[Records provided]

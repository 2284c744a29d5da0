// Copyright (c) 2026 bad-antics
// Licensed under the MIT License. See LICENSE file in the project root.
// https://github.com/bad-antics/vigil-rs

//! Stream module - frame sources, per-camera supervisors and the supervisor registry

mod frame;
mod source;
mod ffmpeg;
mod synthetic;
mod supervisor;
mod registry;

pub use frame::{encode_jpeg, Frame};
pub use source::{DecodeGuard, DefaultSourceFactory, FrameSource, SourceFactory};
pub use ffmpeg::FfmpegSource;
pub use synthetic::{SyntheticParams, SyntheticSource};
pub use supervisor::{FrameSlot, StreamSupervisor, SupervisorState};
pub use registry::SupervisorRegistry;

use serde::{Deserialize, Serialize};

use crate::core::BackoffConfig;

/// Stream ingestion configuration
#[derive(Debug, Clone, Serialize, Deserialize)]
#[serde(default)]
pub struct StreamConfig {
    /// Reconnect backoff
    pub backoff: BackoffConfig,

    /// A stream with no frame for this long is considered broken
    pub max_silence_ms: u64,

    /// Upper bound on a single open attempt
    pub connect_timeout_ms: u64,

    /// Grace period for a supervisor to stop before its task is aborted
    pub stop_grace_ms: u64,

    /// Consecutive undecodable pictures tolerated before the stream is failed
    pub max_decode_failures: u32,

    /// ffmpeg binary used for network sources
    pub ffmpeg_path: String,

    /// Output rate requested from ffmpeg
    pub max_fps: Option<u32>,

    /// ffmpeg MJPEG quality scale (2 best .. 31 worst)
    pub mjpeg_qscale: u8,

    /// JPEG quality used when a frame has to be encoded locally
    pub jpeg_quality: u8,
}

impl Default for StreamConfig {
    fn default() -> Self {
        Self {
            backoff: BackoffConfig::default(),
            max_silence_ms: 15_000,
            connect_timeout_ms: 10_000,
            stop_grace_ms: 5_000,
            max_decode_failures: 10,
            ffmpeg_path: "ffmpeg".to_string(),
            max_fps: Some(30),
            mjpeg_qscale: 5,
            jpeg_quality: 80,
        }
    }
}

[/Records provided]

__Work required__
Filter the material above down to the lines that hold the word "antics".

__Response area__
// Copyright (c) 2026 bad-antics
// https://github.com/bad-antics/vigil-rs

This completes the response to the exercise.